CFR Quarterly, College of Forest Resources, University of Washington
Volume 3, No. 1, Fall, 1999

Faculty Profile:
Jay Johnson
Faculty News
Faculty Reports

Staff Profile:
Dave Shaw
Staff News
Staff Reports

Student Profiles:
Kim Waldron
Student News


Washington Forester
Events and Other News
Past Issues






Sneak Previews

Native Wildlife?

Holiday Reveling

Traditional Garb

Dean’s Notes

In 1929, the first class of UW forestry students tossed their bedrolls and notebooks into the newly constructed cabins at the Charles Lathrop Pack Demonstration Forest. Seventy-plus years later, students, with perhaps hardier, more "high tech" equipment, still gain the same valuable field experience at Pack. This unique, hands-on opportunity is one of many outstanding components of a forest resources education at the University of Washington.

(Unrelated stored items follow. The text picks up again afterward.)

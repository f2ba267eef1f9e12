//! The preloader: de-duplicated, prioritised, cancellable page fetches that
//! land in a [`BlobCache`].

use crate::error::{Error, ErrorKind, Result};
use crate::limiter::{FetchLimiter, Permit};
use crate::page::{PageState, PageTicket};
use crate::queue::{PendingRequest, PriorityQueue};
use bytes::Bytes;
use exn::ResultExt;
use futures::FutureExt;
use folio_cache::BlobCache;
use folio_cache::BlobHandle;
use folio_cache::error::ErrorKind as CacheErrorKind;
use folio_fetch::{FetcherHandle, Url};
use std::collections::HashMap;
use std::panic::AssertUnwindSafe;
use std::sync::{Arc, Mutex, MutexGuard, PoisonError};
use std::time::Duration;
use tokio::sync::{Notify, watch};
use tokio_util::sync::CancellationToken;

/// How a [`Preloader`] schedules its fetches.
#[derive(Clone, Debug, PartialEq, Eq)]
pub struct PreloadOptions {
    /// Fetches allowed in flight at once.
    pub concurrency: usize,
    /// Give up on a single fetch after this long. `None` waits forever.
    pub fetch_timeout: Option<Duration>,
}
impl Default for PreloadOptions {
    fn default() -> Self {
        Self { concurrency: 4, fetch_timeout: Some(Duration::from_secs(30)) }
    }
}

/// Counters describing the preloader's work so far.
#[derive(Clone, Copy, Debug, Default, PartialEq, Eq)]
pub struct PreloadStats {
    /// Pages waiting for a fetch slot.
    pub queued: usize,
    /// Pages being fetched right now.
    pub fetching: usize,
    pub fetched: u64,
    pub failed: u64,
    pub cancelled: u64,
    /// Requests answered by a fetch that was already queued or running.
    pub deduplicated: u64,
}

#[derive(Clone, Copy, Debug, PartialEq, Eq)]
enum Phase {
    Queued,
    Fetching,
}

struct Page {
    phase: Phase,
    /// Only meaningful while fetching; a queued page is cancelled by removing it.
    cancelled: bool,
    state: watch::Sender<PageState>,
}

#[derive(Default)]
struct Counters {
    fetched: u64,
    failed: u64,
    cancelled: u64,
    deduplicated: u64,
}

/// Per-URL bookkeeping. Only pages that are queued or fetching have a record.
#[derive(Default)]
struct Book {
    queue: PriorityQueue,
    pages: HashMap<Url, Page>,
    counters: Counters,
}

impl Book {
    /// Withdraw `url` from the queue, resolving it as cancelled.
    fn withdraw(&mut self, url: &Url) -> bool {
        if self.queue.remove(url).is_none() {
            return false;
        }
        if let Some(page) = self.pages.remove(url) {
            page.state.send_replace(PageState::Cancelled);
        }
        self.counters.cancelled += 1;
        tracing::debug!(url = %url, "Cancelled queued page");
        true
    }

    /// Withdraw every queued page, resolving it as cancelled.
    fn withdraw_all(&mut self) -> usize {
        let withdrawn = self.queue.clear();
        for request in &withdrawn {
            if let Some(page) = self.pages.remove(&request.url) {
                page.state.send_replace(PageState::Cancelled);
                self.counters.cancelled += 1;
            }
        }
        withdrawn.len()
    }
}

struct Shared {
    fetcher: FetcherHandle,
    cache: Arc<BlobCache>,
    limiter: FetchLimiter,
    fetch_timeout: Option<Duration>,
    // Always taken before the cache's own lock, never held across an await.
    book: Mutex<Book>,
    wakeup: Notify,
}

impl Shared {
    fn book(&self) -> MutexGuard<'_, Book> {
        self.book.lock().unwrap_or_else(PoisonError::into_inner)
    }

    fn enqueue(&self, book: &mut Book, url: Url, priority: i64) -> PageTicket {
        if let Some(page) = book.pages.get_mut(&url) {
            book.counters.deduplicated += 1;
            match page.phase {
                Phase::Queued => {
                    if book.queue.priority_of(&url).is_some_and(|queued| priority < queued) {
                        tracing::debug!(url = %url, priority, "Promoting queued page");
                        book.queue.push(PendingRequest::new(url.clone(), priority));
                    }
                },
                Phase::Fetching => {
                    if page.cancelled {
                        tracing::debug!(url = %url, "Page requested again while fetching, keeping result");
                        page.cancelled = false;
                    }
                },
            }
            return PageTicket::new(url, page.state.subscribe());
        }

        if let Some(handle) = self.cache.get(&url) {
            return PageTicket::resolved(url, PageState::Cached(handle));
        }

        let (state, receiver) = watch::channel(PageState::Queued);
        book.pages.insert(url.clone(), Page { phase: Phase::Queued, cancelled: false, state });
        book.queue.push(PendingRequest::new(url.clone(), priority));
        tracing::debug!(url = %url, priority, queued = book.queue.len(), "Queued page");
        self.wakeup.notify_one();
        PageTicket::new(url, receiver)
    }

    /// Pop the most urgent request and mark it as fetching.
    fn start_next(&self) -> Option<Url> {
        let mut book = self.book();
        let request = book.queue.pop()?;
        let page = book.pages.get_mut(&request.url)?;
        page.phase = Phase::Fetching;
        page.state.send_replace(PageState::Fetching);
        tracing::debug!(
            url = %request.url,
            priority = request.priority,
            waited = ?request.enqueued_at.elapsed(),
            "Starting fetch"
        );
        Some(request.url)
    }

    async fn fetch(&self, url: &Url) -> Result<Bytes> {
        let fetch = self.fetcher.fetch(url);
        let fetched = match self.fetch_timeout {
            Some(limit) => tokio::time::timeout(limit, fetch).await.or_raise(|| ErrorKind::Timeout(url.to_string()))?,
            None => fetch.await,
        };
        fetched.or_raise(|| ErrorKind::FetchFailed(url.to_string()))
    }

    fn store(&self, url: &Url, data: Bytes) -> Result<BlobHandle> {
        self.cache.insert(url.clone(), data).map_err(|err| {
            let kind = match &*err {
                CacheErrorKind::CapacityExceeded { .. } => ErrorKind::CapacityExceeded(url.to_string()),
                _ => ErrorKind::Cache(url.to_string()),
            };
            err.raise(kind)
        })
    }

    /// Record the outcome of a fetch and publish the page's final state.
    fn finish(&self, url: &Url, fetched: Result<Bytes>) {
        let mut book = self.book();
        let Some(page) = book.pages.remove(url) else {
            return;
        };
        if page.cancelled {
            tracing::debug!(url = %url, "Discarding fetch for cancelled page");
            book.counters.cancelled += 1;
            page.state.send_replace(PageState::Cancelled);
            return;
        }
        match fetched.and_then(|data| self.store(url, data)) {
            Ok(handle) => {
                tracing::debug!(url = %url, handle = %handle, size = handle.size(), "Cached page");
                book.counters.fetched += 1;
                page.state.send_replace(PageState::Cached(handle));
            },
            Err(err) => {
                tracing::warn!(url = %url, error = ?err, "Failed to preload page");
                book.counters.failed += 1;
                page.state.send_replace(PageState::Failed(Arc::new(err)));
            },
        }
    }
}

/// Fetches page images ahead of the reader and keeps them in a
/// [`BlobCache`].
///
/// One dispatcher task hands requests to the fetcher, most urgent first
/// (lowest priority value; first come first served among equals), with at
/// most [`PreloadOptions::concurrency`] in flight. A URL that is already
/// queued or fetching is never fetched twice: later requests share the
/// outstanding one. Failures are reported through the page's
/// [`PageTicket`] and never retried; enqueue the page again to retry.
///
/// Dropping the preloader stops the dispatcher and cancels everything still
/// queued. Fetches already in flight run to completion.
pub struct Preloader {
    shared: Arc<Shared>,
    shutdown: CancellationToken,
}

impl Preloader {
    /// Start a preloader filling `cache` through `fetcher`.
    ///
    /// # Panics
    ///
    /// Must be called from within a Tokio runtime, as it spawns the
    /// dispatcher task.
    pub fn new(fetcher: FetcherHandle, cache: Arc<BlobCache>, options: PreloadOptions) -> Result<Self> {
        let limiter = FetchLimiter::new(options.concurrency)?;
        let shared = Arc::new(Shared {
            fetcher,
            cache,
            limiter,
            fetch_timeout: options.fetch_timeout,
            book: Mutex::new(Book::default()),
            wakeup: Notify::new(),
        });
        let shutdown = CancellationToken::new();
        tokio::spawn(dispatch(Arc::clone(&shared), shutdown.clone()));
        Ok(Self { shared, shutdown })
    }

    /// Request `urls`, the first with priority `base_priority` and each one
    /// after it a step less urgent. Returns one ticket per URL, in order.
    pub fn preload(&self, urls: impl IntoIterator<Item = Url>, base_priority: i64) -> Vec<PageTicket> {
        let mut book = self.shared.book();
        urls.into_iter()
            .enumerate()
            .map(|(position, url)| {
                let priority = base_priority.saturating_add(i64::try_from(position).unwrap_or(i64::MAX));
                self.shared.enqueue(&mut book, url, priority)
            })
            .collect()
    }

    /// Request a single page.
    pub fn enqueue(&self, url: Url, priority: i64) -> PageTicket {
        self.shared.enqueue(&mut self.shared.book(), url, priority)
    }

    /// The cached handle for `url`, if it has been preloaded and not evicted.
    pub fn get_cached(&self, url: &Url) -> Option<BlobHandle> {
        self.shared.cache.get(url)
    }

    /// Cancel the request for `url`.
    ///
    /// A queued page is withdrawn and never fetched. A page being fetched
    /// cannot be interrupted; its result is discarded when it arrives.
    /// Returns `false` if there was nothing to cancel.
    pub fn cancel(&self, url: &Url) -> bool {
        let mut book = self.shared.book();
        if book.withdraw(url) {
            return true;
        }
        match book.pages.get_mut(url) {
            Some(page) if !page.cancelled => {
                page.cancelled = true;
                tracing::debug!(url = %url, "Cancelled page in flight");
                true
            },
            _ => false,
        }
    }

    /// Cancel the request for `url` only if it has not started yet.
    pub fn cancel_queued(&self, url: &Url) -> bool {
        self.shared.book().withdraw(url)
    }

    /// Cancel every queued and in-flight request, then empty the cache.
    #[tracing::instrument(skip_all)]
    pub fn clear_all(&self) {
        let mut book = self.shared.book();
        let withdrawn = book.withdraw_all();
        let mut interrupted = 0;
        for page in book.pages.values_mut().filter(|page| !page.cancelled) {
            page.cancelled = true;
            interrupted += 1;
        }
        let released = self.shared.cache.clear();
        tracing::info!(withdrawn, interrupted, released, "Cleared preloader");
    }

    pub fn stats(&self) -> PreloadStats {
        let book = self.shared.book();
        PreloadStats {
            queued: book.queue.len(),
            fetching: book.pages.values().filter(|page| page.phase == Phase::Fetching).count(),
            fetched: book.counters.fetched,
            failed: book.counters.failed,
            cancelled: book.counters.cancelled,
            deduplicated: book.counters.deduplicated,
        }
    }

    pub fn cache(&self) -> &Arc<BlobCache> {
        &self.shared.cache
    }

    pub fn concurrency(&self) -> usize {
        self.shared.limiter.limit()
    }
}

impl Drop for Preloader {
    fn drop(&mut self) {
        self.shutdown.cancel();
        self.shared.limiter.close();
        let withdrawn = self.shared.book().withdraw_all();
        if withdrawn > 0 {
            tracing::debug!(withdrawn, "Preloader dropped with pages still queued");
        }
    }
}

async fn dispatch(shared: Arc<Shared>, shutdown: CancellationToken) {
    tracing::debug!(concurrency = shared.limiter.limit(), "Preload dispatcher started");
    loop {
        loop {
            let idle = shared.book().queue.is_empty();
            if !idle {
                break;
            }
            tokio::select! {
                () = shutdown.cancelled() => return,
                () = shared.wakeup.notified() => {},
            }
        }
        let permit = tokio::select! {
            () = shutdown.cancelled() => return,
            permit = shared.limiter.acquire() => match permit {
                Ok(permit) => permit,
                Err(err) => {
                    tracing::debug!(error = ?err, "Preload dispatcher stopped");
                    return;
                },
            },
        };
        // The queue may have been emptied by a cancellation while waiting.
        let Some(url) = shared.start_next() else {
            continue;
        };
        tokio::spawn(fetch_page(Arc::clone(&shared), url, permit));
    }
}

#[tracing::instrument(skip_all, fields(url = %url, fetcher = shared.fetcher.name()))]
async fn fetch_page(shared: Arc<Shared>, url: Url, permit: Permit) {
    // A panicking fetcher must still settle the page, or its record would
    // swallow every later request for the URL.
    let fetched = match AssertUnwindSafe(shared.fetch(&url)).catch_unwind().await {
        Ok(fetched) => fetched,
        Err(_) => {
            tracing::error!(url = %url, "Fetcher panicked");
            Err(Error::from(ErrorKind::FetchFailed(url.to_string())))
        },
    };
    shared.limiter.release(permit);
    shared.finish(&url, fetched);
}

As you may have heard, I will be retiring from my role as Dean of the College of Forest

Resources this summer. In reflecting over the nearly two decades I have served as Dean, it is clear to me that the success of the College’s programs is vitally dependent on the support of its alumni and friends—without the ideas, partnering, volunteerism, and gifts of so many dedicated individuals, we would not be where we are today.

It is also clear to me that our students need both classroom and field experience to become proficient in their field, whether it is forest engineering, ecosystem restoration, silviculture, or wildlife biology. The field experience that has been offered at Pack Forest since the late 1920s helps the UW College of Forest Resources maintain its status as one of the premier schools in the country, and enables us to attract top-notch students.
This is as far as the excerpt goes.